Two days ago, I accompanied my mother to her doctor's. We caught the local bus. On the bus was this geezer who lives a few doors away, and another bus driver on his way to work.

At the surgery, my mother had to wait for almost an hour before she could see her doctor. After her appointment, mum wanted to stop off at the post office to buy some stuff. We finally went to catch our bus back which took ages to arrive. When it arrived it was full but there was another one behind which we got on.

Well, our bus driver was the same driver we saw earlier on his way to work. When we arrived at our local tube station our neighbour got on the bus. What are the chances of us travelling to and from our various destinations?
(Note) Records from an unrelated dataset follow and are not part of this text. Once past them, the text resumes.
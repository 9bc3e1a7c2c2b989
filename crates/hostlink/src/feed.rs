//! # Event Feed
//!
//! Multicast source for host-pushed events. Every open attempt and every open
//! channel holds its own subscription and filters the same stream; receiving
//! never consumes an event on behalf of another subscriber.
//!
//! Each subscriber owns an unbounded queue, so a burst is never dropped, only
//! queued. Subscribers that went away are pruned on the next publish. Closing
//! the feed ends every subscription, present and future.

use std::sync::Mutex;
use std::sync::MutexGuard;
use std::sync::PoisonError;

use tokio::sync::mpsc;
use tracing::debug;
use tracing::trace;

use crate::event::HostEvent;

/// `None` once the feed is closed.
type Observers = Option<Vec<mpsc::UnboundedSender<HostEvent>>>;

/// Observer list fan-out of `HostEvent`s.
pub struct EventFeed {
    observers: Mutex<Observers>,
}

impl EventFeed {
    pub fn new() -> Self {
        Self {
            observers: Mutex::new(Some(Vec::new())),
        }
    }

    fn observers(&self) -> MutexGuard<'_, Observers> {
        self.observers.lock().unwrap_or_else(PoisonError::into_inner)
    }

    /// Delivers `event` to every live subscriber and returns how many there were.
    pub fn publish(&self, event: HostEvent) -> usize {
        let mut observers = self.observers();
        let Some(list) = observers.as_mut() else {
            trace!("host event dropped, feed closed");
            return 0;
        };

        let before = list.len();
        list.retain(|tx| tx.send(event.clone()).is_ok());
        if list.len() < before {
            trace!(pruned = before - list.len(), "dropped feed subscribers pruned");
        }
        trace!(receivers = list.len(), "host event published");
        list.len()
    }

    /// Attaches a new subscriber. Only events published afterwards are seen.
    ///
    /// Subscribing to a closed feed yields a subscription that has already ended.
    pub fn subscribe(&self) -> FeedSubscription {
        let (tx, receiver) = mpsc::unbounded_channel();
        if let Some(list) = self.observers().as_mut() {
            list.push(tx);
        }
        FeedSubscription { receiver }
    }

    /// Ends every subscription once its queued events are drained.
    pub fn close(&self) {
        if let Some(list) = self.observers().take() {
            debug!(subscribers = list.len(), "event feed closed");
        }
    }

    pub fn is_closed(&self) -> bool {
        self.observers().is_none()
    }

    pub fn subscriber_count(&self) -> usize {
        self.observers()
            .as_mut()
            .map_or(0, |list| {
                list.retain(|tx| !tx.is_closed());
                list.len()
            })
    }
}

impl Default for EventFeed {
    fn default() -> Self {
        Self::new()
    }
}

/// One subscriber's view of the feed.
pub struct FeedSubscription {
    receiver: mpsc::UnboundedReceiver<HostEvent>,
}

impl FeedSubscription {
    /// Receives the next event.
    ///
    /// Returns `None` once the feed is closed and everything queued was read.
    /// Cancel safe.
    pub async fn recv(&mut self) -> Option<HostEvent> {
        self.receiver.recv().await
    }

    /// Receives the next event accepted by `predicate`, skipping the rest.
    ///
    /// Cancel safe: dropping the future loses only events already rejected.
    pub async fn recv_matching<F>(&mut self, mut predicate: F) -> Option<HostEvent>
    where
        F: FnMut(&HostEvent) -> bool,
    {
        loop {
            let event = self.recv().await?;
            if predicate(&event) {
                return Some(event);
            }
        }
    }
}

#[cfg(test)]
mod tests {
    use std::time::Duration;

    use serde_json::json;
    use tokio::time::timeout;

    use super::*;
    use crate::event::ChannelId;
    use crate::event::Token;

    fn close(id: u32) -> HostEvent {
        HostEvent::Close { channel_id: ChannelId(json!([id])) }
    }

    #[tokio::test]
    async fn test_every_subscriber_sees_every_event() {
        let feed = EventFeed::new();
        let mut a = feed.subscribe();
        let mut b = feed.subscribe();

        assert_eq!(feed.publish(close(1)), 2);
        assert_eq!(feed.publish(close(2)), 2);

        for sub in [&mut a, &mut b] {
            assert_eq!(sub.recv().await, Some(close(1)));
            assert_eq!(sub.recv().await, Some(close(2)));
        }
    }

    #[tokio::test]
    async fn test_burst_is_queued_not_dropped() {
        let feed = EventFeed::new();
        let mut slow = feed.subscribe();

        for n in 0..5000 {
            feed.publish(close(n));
        }
        for n in 0..5000 {
            assert_eq!(slow.recv().await, Some(close(n)));
        }
    }

    #[tokio::test]
    async fn test_filtering_does_not_consume_for_others() {
        let feed = EventFeed::new();
        let mut picky = feed.subscribe();
        let mut everything = feed.subscribe();

        feed.publish(close(1));
        feed.publish(HostEvent::Accept { token: Token(5), accept_id: ChannelId(json!([5])) });

        let accepted = picky
            .recv_matching(|e| matches!(e, HostEvent::Accept { token: Token(5), .. }))
            .await;
        assert!(matches!(accepted, Some(HostEvent::Accept { .. })));

        assert_eq!(everything.recv().await, Some(close(1)));
    }

    #[tokio::test]
    async fn test_publish_without_subscribers() {
        let feed = EventFeed::new();
        assert_eq!(feed.publish(close(1)), 0);
        assert_eq!(feed.subscriber_count(), 0);

        let mut late = feed.subscribe();
        assert_eq!(feed.subscriber_count(), 1);
        let nothing = timeout(Duration::from_millis(20), late.recv()).await;
        assert!(nothing.is_err());
    }

    #[tokio::test]
    async fn test_dropped_subscribers_are_pruned() {
        let feed = EventFeed::new();
        let keep = feed.subscribe();
        drop(feed.subscribe());

        assert_eq!(feed.publish(close(1)), 1);
        assert_eq!(feed.subscriber_count(), 1);
        drop(keep);
        assert_eq!(feed.subscriber_count(), 0);
    }

    #[tokio::test]
    async fn test_close_drains_then_ends() {
        let feed = EventFeed::new();
        let mut sub = feed.subscribe();
        feed.publish(close(1));
        feed.close();

        assert!(feed.is_closed());
        assert_eq!(feed.publish(close(2)), 0);
        assert_eq!(sub.recv().await, Some(close(1)));
        assert_eq!(sub.recv().await, None);
    }

    #[tokio::test]
    async fn test_subscribe_after_close_has_ended() {
        let feed = EventFeed::new();
        feed.close();
        let mut late = feed.subscribe();
        assert_eq!(late.recv().await, None);
    }
}
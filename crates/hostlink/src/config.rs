//! Bridge configuration.
//!
//! Assembled once, before the bridge is created. Values can come from code,
//! from a JSON document, or from `HOSTLINK_*` environment variables.

use std::time::Duration;

use serde::Deserialize;

pub const ENV_HANDSHAKE_TIMEOUT_MS: &str = "HOSTLINK_HANDSHAKE_TIMEOUT_MS";

const DEFAULT_HANDSHAKE_TIMEOUT: Duration = Duration::from_millis(1000);

#[derive(Debug)]
pub enum Error {
    Parse(serde_json::Error),
    Invalid { key: &'static str, reason: String },
}

impl std::fmt::Display for Error {
    fn fmt(&self, f: &mut std::fmt::Formatter<'_>) -> std::fmt::Result {
        match self {
            Self::Parse(e) => write!(f, "Config parse error: {}", e),
            Self::Invalid { key, reason } => write!(f, "Invalid value for {}: {}", key, reason),
        }
    }
}

impl std::error::Error for Error {
    fn source(&self) -> Option<&(dyn std::error::Error + 'static)> {
        match self {
            Self::Parse(e) => Some(e),
            Self::Invalid { .. } => None,
        }
    }
}

impl From<serde_json::Error> for Error {
    fn from(e: serde_json::Error) -> Self {
        Self::Parse(e)
    }
}

pub type Result<T> = std::result::Result<T, Error>;

#[derive(Clone, Debug, PartialEq, Eq)]
pub struct BridgeConfig {
    /// How long an open attempt waits for the host's `accept`.
    pub handshake_timeout: Duration,
}

/// On-disk shape. Every field is optional and falls back to the default.
#[derive(Deserialize, Default)]
#[serde(default, deny_unknown_fields)]
struct RawConfig {
    handshake_timeout_ms: Option<u64>,
}

impl BridgeConfig {
    pub fn new() -> Self {
        Self {
            handshake_timeout: DEFAULT_HANDSHAKE_TIMEOUT,
        }
    }

    pub fn handshake_timeout(mut self, timeout: Duration) -> Self {
        self.handshake_timeout = timeout;
        self
    }

    /// Parses a JSON document such as `{"handshake_timeout_ms": 500}`.
    pub fn from_json(json: &str) -> Result<Self> {
        let raw: RawConfig = serde_json::from_str(json)?;
        let mut config = Self::new();
        if let Some(ms) = raw.handshake_timeout_ms {
            config.handshake_timeout = Duration::from_millis(ms);
        }
        config.validate()
    }

    /// Defaults overridden by the process environment.
    pub fn from_env() -> Result<Self> {
        Self::new().with_env(|key| std::env::var(key).ok())
    }

    /// Applies overrides from `lookup`, which maps variable names to values.
    pub fn with_env<F>(mut self, lookup: F) -> Result<Self>
    where
        F: Fn(&str) -> Option<String>,
    {
        if let Some(raw) = lookup(ENV_HANDSHAKE_TIMEOUT_MS) {
            let ms = parse_number::<u64>(ENV_HANDSHAKE_TIMEOUT_MS, &raw)?;
            self.handshake_timeout = Duration::from_millis(ms);
        }
        self.validate()
    }

    /// Rejects values the bridge cannot run with.
    pub fn validate(self) -> Result<Self> {
        if self.handshake_timeout.is_zero() {
            return Err(Error::Invalid {
                key: "handshake_timeout",
                reason: "must be greater than zero".into(),
            });
        }
        Ok(self)
    }
}

impl Default for BridgeConfig {
    fn default() -> Self {
        Self::new()
    }
}

fn parse_number<T: std::str::FromStr>(key: &'static str, raw: &str) -> Result<T>
where
    T::Err: std::fmt::Display,
{
    raw.trim().parse().map_err(|e: T::Err| Error::Invalid {
        key,
        reason: format!("{:?}: {}", raw, e),
    })
}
Yesterday, I decided to go into town and got the local bus. Guess who was our bus driver? The same one from the day before. Guess who I sat next to on the bus? Our neighbour. I accused him of doing an impression of the little lamb who followed Mary everywhere; and he accused me of following him. (Smile). It was fun travelling with him. I told him about a programme I'd watched on television the night before called "Britain's Hardest", about six men who were put through some endurance challenges to determine who was the hardest. My friend wasn't that impressed. He said men nowadays are weak. He was a soldier during the second world war and he described the challenges he faced; they were really hard. I told him I applied to join the British army when I was 18. I even went to the selection centre at Aldershot but I failed the interview. In an alternate reality, I'm a captain, no a major, in the British Army, if they have nurses who are majors.

To the bus driver and my friendly neighbour. Will you please stop following me!